> Stored data:
= = =
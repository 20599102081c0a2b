//! Raw source rows and their coercion into typed records.
//!
//! Raw rows mirror the source column names so a loader can deserialize them
//! straight from delimited text. Columns the analysis never reads (delivery
//! milestones, product dimensions, seller and freight data) have no field
//! here and are discarded by the loader.

use std::str::FromStr;

use chrono::{NaiveDate, NaiveDateTime};
use rust_decimal::Decimal;
use serde::{Deserialize, Serialize};
use tracing::{debug, info};

use crate::domain::customer::{Customer, CustomerId};
use crate::domain::order::{Order, OrderId, OrderItem, OrderStatus};
use crate::domain::product::{CategoryTranslation, Product, ProductId, FALLBACK_CATEGORY};
use crate::errors::RowError;

const TIMESTAMP_FORMATS: [&str; 2] = ["%Y-%m-%d %H:%M:%S", "%Y-%m-%dT%H:%M:%S"];

#[derive(Clone, Debug, Default, PartialEq, Eq, Serialize, Deserialize)]
pub struct RawOrder {
    pub order_id: String,
    pub customer_id: String,
    pub order_status: String,
    pub order_purchase_timestamp: String,
}

#[derive(Clone, Debug, Default, PartialEq, Eq, Serialize, Deserialize)]
pub struct RawOrderItem {
    pub order_id: String,
    pub product_id: String,
    pub price: String,
}

#[derive(Clone, Debug, Default, PartialEq, Eq, Serialize, Deserialize)]
pub struct RawCustomer {
    pub customer_id: String,
    pub customer_state: String,
}

#[derive(Clone, Debug, Default, PartialEq, Eq, Serialize, Deserialize)]
pub struct RawProduct {
    pub product_id: String,
    #[serde(default)]
    pub product_category_name: Option<String>,
}

#[derive(Clone, Debug, Default, PartialEq, Eq, Serialize, Deserialize)]
pub struct RawCategoryTranslation {
    pub product_category_name: String,
    pub product_category_name_english: String,
}

/// The five source tables as handed over by a loader.
#[derive(Clone, Debug, Default, PartialEq, Eq, Serialize, Deserialize)]
pub struct RawTables {
    pub orders: Vec<RawOrder>,
    pub items: Vec<RawOrderItem>,
    pub customers: Vec<RawCustomer>,
    pub products: Vec<RawProduct>,
    pub translations: Vec<RawCategoryTranslation>,
}

#[derive(Clone, Debug, Default, PartialEq, Eq, Serialize, Deserialize)]
pub struct NormalizedTables {
    pub orders: Vec<Order>,
    pub items: Vec<OrderItem>,
    pub customers: Vec<Customer>,
    pub products: Vec<Product>,
    pub translations: Vec<CategoryTranslation>,
}

/// Rows dropped while normalizing, with the reason for each.
#[derive(Clone, Debug, Default, PartialEq, Eq)]
pub struct NormalizationReport {
    pub rejected: Vec<RowError>,
    pub categories_filled: usize,
}

impl NormalizationReport {
    pub fn malformed_timestamps(&self) -> usize {
        self.rejected
            .iter()
            .filter(|error| matches!(error, RowError::MalformedTimestamp { .. }))
            .count()
    }

    pub fn malformed_prices(&self) -> usize {
        self.rejected.iter().filter(|error| matches!(error, RowError::MalformedPrice { .. })).count()
    }

    pub fn is_clean(&self) -> bool {
        self.rejected.is_empty()
    }
}

/// Output of a normalization run.
#[derive(Clone, Debug, Default, PartialEq, Eq)]
pub struct Normalized {
    pub tables: NormalizedTables,
    pub report: NormalizationReport,
}

pub fn normalize(raw: &RawTables) -> Normalized {
    let mut report = NormalizationReport::default();

    let orders = raw
        .orders
        .iter()
        .filter_map(|row| keep_or_record(normalize_order(row), &mut report))
        .collect::<Vec<_>>();

    let items = raw
        .items
        .iter()
        .filter_map(|row| keep_or_record(normalize_item(row), &mut report))
        .collect::<Vec<_>>();

    let customers = raw
        .customers
        .iter()
        .map(|row| Customer {
            id: CustomerId(row.customer_id.trim().to_string()),
            state: row.customer_state.trim().to_string(),
        })
        .collect::<Vec<_>>();

    let products = raw
        .products
        .iter()
        .map(|row| {
            let category_name = match row.product_category_name.as_deref().map(str::trim) {
                Some(name) if !name.is_empty() => name.to_string(),
                _ => {
                    report.categories_filled += 1;
                    FALLBACK_CATEGORY.to_string()
                }
            };
            Product { id: ProductId(row.product_id.trim().to_string()), category_name }
        })
        .collect::<Vec<_>>();

    let translations = raw
        .translations
        .iter()
        .map(|row| CategoryTranslation {
            category_name: row.product_category_name.trim().to_string(),
            category_name_english: row.product_category_name_english.trim().to_string(),
        })
        .collect::<Vec<_>>();

    info!(
        event_name = "analysis.normalize.completed",
        orders = orders.len(),
        items = items.len(),
        customers = customers.len(),
        products = products.len(),
        translations = translations.len(),
        rejected_rows = report.rejected.len(),
        categories_filled = report.categories_filled,
        "normalized source tables"
    );

    Normalized {
        tables: NormalizedTables { orders, items, customers, products, translations },
        report,
    }
}

fn keep_or_record<T>(result: Result<T, RowError>, report: &mut NormalizationReport) -> Option<T> {
    match result {
        Ok(value) => Some(value),
        Err(error) => {
            debug!(event_name = "analysis.normalize.row_rejected", %error, "dropping row");
            report.rejected.push(error);
            None
        }
    }
}

fn normalize_order(row: &RawOrder) -> Result<Order, RowError> {
    let purchased_at = parse_timestamp(&row.order_purchase_timestamp).ok_or_else(|| {
        RowError::MalformedTimestamp {
            order_id: row.order_id.clone(),
            value: row.order_purchase_timestamp.clone(),
        }
    })?;

    Ok(Order {
        id: OrderId(row.order_id.trim().to_string()),
        customer_id: CustomerId(row.customer_id.trim().to_string()),
        status: OrderStatus::parse(&row.order_status),
        purchased_at,
    })
}

fn normalize_item(row: &RawOrderItem) -> Result<OrderItem, RowError> {
    let price = Decimal::from_str(row.price.trim())
        .ok()
        .filter(|price| !price.is_sign_negative())
        .ok_or_else(|| RowError::MalformedPrice {
            order_id: row.order_id.clone(),
            value: row.price.clone(),
        })?;

    Ok(OrderItem {
        order_id: OrderId(row.order_id.trim().to_string()),
        product_id: ProductId(row.product_id.trim().to_string()),
        price,
    })
}

/// Parses a purchase timestamp. A bare date is read as midnight.
pub fn parse_timestamp(value: &str) -> Option<NaiveDateTime> {
    let value = value.trim();
    TIMESTAMP_FORMATS
        .iter()
        .find_map(|format| NaiveDateTime::parse_from_str(value, format).ok())
        .or_else(|| {
            NaiveDate::parse_from_str(value, "%Y-%m-%d")
                .ok()
                .and_then(|date| date.and_hms_opt(0, 0, 0))
        })
}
= = =
Go through the entries above and count each line that contains the string "NaiveDateTime". Reply only with the total.

3